Born in 1978, is a journalist specializing in education, social issues and society. She studied psychology in Giessen and then worked for the "Suddeutsche Zeitung" newspaper volonteered. Since 2010, she has worked as an author and freelance editor in Berlin, including for the Berlin-based "Tagesspiegel", the business magazine "brand eins and the language learning magazine "Deutsch perfekt
Numerical grades from 1 to 6 are as much a part of school as lessons, class trips and snacks. But grades have been criticized for decades. They are considered unfair, arbitrary, not comparable. Why then are they still given almost everywhere?
alt="A boy is holding a report card in a classroom of the middle school St. Stephan in Straubing (Lower Bavaria) holds his interim report card in his hand." width="620" height="413" /> A boy holds a test in a classroom of the middle school St.

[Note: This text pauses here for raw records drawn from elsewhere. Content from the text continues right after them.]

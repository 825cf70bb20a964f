//! Splits a query's segments into cache hits and misses

use crate::cache::{Cache, CacheKey};
use crate::error::{CacheError, Result};
use crate::stats::CacheStats;
use query_core::{CacheKeyBuilder, QuerySegment};
use std::sync::Arc;
use tracing::{debug, warn};

const SEGMENT_KEY_VERSION: u8 = 1;

/// Key under which one segment's result for one query signature is cached
///
/// The namespace is the whole segment's id; the key bytes cover the read
/// slice, version, partition and the query signature, unhashed.
pub fn segment_cache_key(segment: &QuerySegment, signature: &[u8]) -> CacheKey {
    let descriptor = &segment.descriptor;
    let key = CacheKeyBuilder::new(SEGMENT_KEY_VERSION)
        .append_i64(descriptor.interval.start)
        .append_i64(descriptor.interval.end)
        .append_string(&descriptor.version)
        .append_i64(descriptor.partition as i64)
        .append_bytes(signature)
        .build();
    CacheKey::new(segment.id.to_string(), key)
}

/// Result of splitting segments by cache presence
///
/// Both lists keep the order segments were given in.
#[derive(Debug, Clone)]
pub struct CachePartition<T> {
    pub hits: Vec<(QuerySegment, T)>,
    pub misses: Vec<QuerySegment>,
}

impl<T> CachePartition<T> {
    /// Every segment is a miss
    pub fn all_misses(segments: Vec<QuerySegment>) -> Self {
        Self {
            hits: Vec::new(),
            misses: segments,
        }
    }
}

/// Looks segments up in the cache store
pub struct CacheCoordinator {
    cache: Arc<dyn Cache>,
    stats: Arc<CacheStats>,
}

impl CacheCoordinator {
    pub fn new(cache: Arc<dyn Cache>) -> Self {
        Self {
            cache,
            stats: Arc::new(CacheStats::new()),
        }
    }

    /// Partition `segments` into decoded hits and misses
    ///
    /// A store failure or an entry `decode` rejects turns into a miss; cache
    /// trouble never fails a query.
    pub fn partition<T, F>(
        &self,
        segments: Vec<QuerySegment>,
        signature: &[u8],
        decode: F,
    ) -> CachePartition<T>
    where
        F: Fn(&[u8]) -> Result<T>,
    {
        let keys: Vec<CacheKey> = segments
            .iter()
            .map(|segment| segment_cache_key(segment, signature))
            .collect();
        let mut found = self.cache.get_bulk(&keys);

        let mut partition = CachePartition {
            hits: Vec::new(),
            misses: Vec::new(),
        };
        for (segment, key) in segments.into_iter().zip(keys) {
            let decoded = found.remove(&key).map(|bytes| {
                decode(&bytes).map_err(|e| CacheError::Corrupt {
                    namespace: key.namespace.clone(),
                    message: e.to_string(),
                })
            });

            match decoded {
                Some(Ok(value)) => {
                    self.stats.record_hit();
                    partition.hits.push((segment, value));
                }
                Some(Err(e)) => {
                    warn!("Ignoring cache entry: {}", e);
                    self.stats.record_error();
                    self.stats.record_miss();
                    partition.misses.push(segment);
                }
                None => {
                    self.stats.record_miss();
                    partition.misses.push(segment);
                }
            }
        }

        debug!(
            "Cache partition: {} hits, {} misses",
            partition.hits.len(),
            partition.misses.len()
        );
        partition
    }

    pub fn stats(&self) -> Arc<CacheStats> {
        Arc::clone(&self.stats)
    }
}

Stephan in Straubing (Lower Bavaria) holding his midterm report card. (© picture-alliance/dpa)
If you get a 1 in math, you can be happy about your top performance; if you get a 3, you know that you are average; and if you get a 6, you know that your math performance this school year is "insufficient" was. Grades summarize information in numbers that can be understood at a glance.
But this reduction to numbers has been criticized for many years. Grades are considered unfair, prone to bias, and poorly comparable. Primary school teachers in particular are campaigning to replace numerical grades with other forms of assessment. Waldorf schools and reformed model schools do without grades until the upper school years. Several German states are trying out alternatives to traditional grades. Are grades as bad as their critics claim? And if so: why are they still awarded everywhere? Who needs grades? An overview of key issues in the debate over numerical grades.

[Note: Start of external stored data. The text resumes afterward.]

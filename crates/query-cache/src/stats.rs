//! Cache statistics tracking

use std::sync::atomic::{AtomicU64, Ordering};

/// Lookup and store counters, shared through an `Arc`
///
/// The coordinator records hits, misses and decode failures; a
/// [`MemoryCache`](crate::MemoryCache) additionally tracks evictions,
/// expirations and its current footprint.
#[derive(Debug, Default)]
pub struct CacheStats {
    hits: AtomicU64,
    misses: AtomicU64,
    evictions: AtomicU64,
    expirations: AtomicU64,
    /// Lookups that failed or returned undecodable bytes
    errors: AtomicU64,
    entry_count: AtomicU64,
    memory_bytes: AtomicU64,
}

impl CacheStats {
    pub fn new() -> Self {
        Self::default()
    }

    pub fn record_hit(&self) {
        self.hits.fetch_add(1, Ordering::Relaxed);
    }

    pub fn record_miss(&self) {
        self.misses.fetch_add(1, Ordering::Relaxed);
    }

    pub fn record_eviction(&self) {
        self.evictions.fetch_add(1, Ordering::Relaxed);
    }

    pub fn record_expiration(&self) {
        self.expirations.fetch_add(1, Ordering::Relaxed);
    }

    /// Record a failed or corrupt lookup
    pub fn record_error(&self) {
        self.errors.fetch_add(1, Ordering::Relaxed);
    }

    pub fn set_entry_count(&self, count: u64) {
        self.entry_count.store(count, Ordering::Relaxed);
    }

    pub fn set_memory_bytes(&self, bytes: u64) {
        self.memory_bytes.store(bytes, Ordering::Relaxed);
    }

    pub fn hits(&self) -> u64 {
        self.hits.load(Ordering::Relaxed)
    }

    pub fn misses(&self) -> u64 {
        self.misses.load(Ordering::Relaxed)
    }

    pub fn evictions(&self) -> u64 {
        self.evictions.load(Ordering::Relaxed)
    }

    pub fn expirations(&self) -> u64 {
        self.expirations.load(Ordering::Relaxed)
    }

    pub fn errors(&self) -> u64 {
        self.errors.load(Ordering::Relaxed)
    }

    pub fn entry_count(&self) -> u64 {
        self.entry_count.load(Ordering::Relaxed)
    }

    pub fn memory_bytes(&self) -> u64 {
        self.memory_bytes.load(Ordering::Relaxed)
    }

    /// Fraction of segment lookups served from cache, 0.0 when none ran
    pub fn hit_rate(&self) -> f64 {
        let lookups = self.hits() + self.misses();
        if lookups == 0 {
            0.0
        } else {
            self.hits() as f64 / lookups as f64
        }
    }
}

/// Outcomes of cache writes
#[derive(Debug, Default)]
pub struct PopulatorStats {
    ok: AtomicU64,
    error: AtomicU64,
    oversized: AtomicU64,
    dropped: AtomicU64,
}

impl PopulatorStats {
    pub fn new() -> Self {
        Self::default()
    }

    pub fn record_ok(&self) {
        self.ok.fetch_add(1, Ordering::Relaxed);
    }

    pub fn record_error(&self) {
        self.error.fetch_add(1, Ordering::Relaxed);
    }

    /// Record a write skipped for exceeding the entry size limit
    pub fn record_oversized(&self) {
        self.oversized.fetch_add(1, Ordering::Relaxed);
    }

    /// Record a background write skipped because too many were pending
    pub fn record_dropped(&self) {
        self.dropped.fetch_add(1, Ordering::Relaxed);
    }

    pub fn ok(&self) -> u64 {
        self.ok.load(Ordering::Relaxed)
    }

    pub fn error(&self) -> u64 {
        self.error.load(Ordering::Relaxed)
    }

    pub fn oversized(&self) -> u64 {
        self.oversized.load(Ordering::Relaxed)
    }

    pub fn dropped(&self) -> u64 {
        self.dropped.load(Ordering::Relaxed)
    }
}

How can measurement methods be assessed – and what does this mean for school grades??
Many questions researchers are interested in can only be answered by counting and measuring phenomena. Because measurement plays such a central role in science, a number of quality criteria have been agreed upon that can be used to determine how good a measurement method really is. School grades are also measurements: For they claim to measure the performance of students, whether in a subject, a class assignment, or an oral examination. Therefore, the quality criteria for measurement established in science can also be applied to school grades. What conditions would grades have to fulfill in order to be considered a good measurement method??

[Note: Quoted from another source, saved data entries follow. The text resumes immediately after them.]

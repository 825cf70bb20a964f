//! Shared types for the segment query broker
//!
//! Intervals, segment identities, result rows, the query model and the
//! per-query-type toolchests that every other crate builds on.

pub mod cache_key;
pub mod error;
pub mod query;
pub mod row;
pub mod toolchest;
pub mod types;

pub use cache_key::{CacheKeyBuilder, Cacheable};
pub use error::{QueryError, Result};
pub use query::{
    Aggregator, AggregatorKind, ArithmeticOp, DimFilter, Granularity, PostAggregator, Query,
    QueryContext, QueryId, QueryKind, QueryType, ScanOrder,
};
pub use row::{ResultRow, Value};
pub use toolchest::{
    GroupByToolChest, QueryToolChest, ScanToolChest, TimeseriesToolChest, ToolChestRegistry,
};
pub use types::*;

- objectivity: Is a measurement procedure independent of the person who uses it?? This measures objectivity. A measurement is objective if different observers arrive at the same results. School grades would therefore be objective if different teachers assessed the performance of a student with the same grade.
- Reliability: Measures a measurement method reliably? This captures reliability. Among other things, a measurement is reliable if a person gets the same result when the measurement is repeated. For school grades, this means that they would be reliable if a student received the same grade if he or she wrote two papers with comparable tasks in succession.
- Validity: How well does a measurement method really measure what it is supposed to measure?? Validity (validity) is aimed at this question. For example, observations and measurement results from different sources are compared with each other. Consequently, school grades would be considered valid if students who achieved a good grade in one paper also did well in other examinations related to the same area of knowledge.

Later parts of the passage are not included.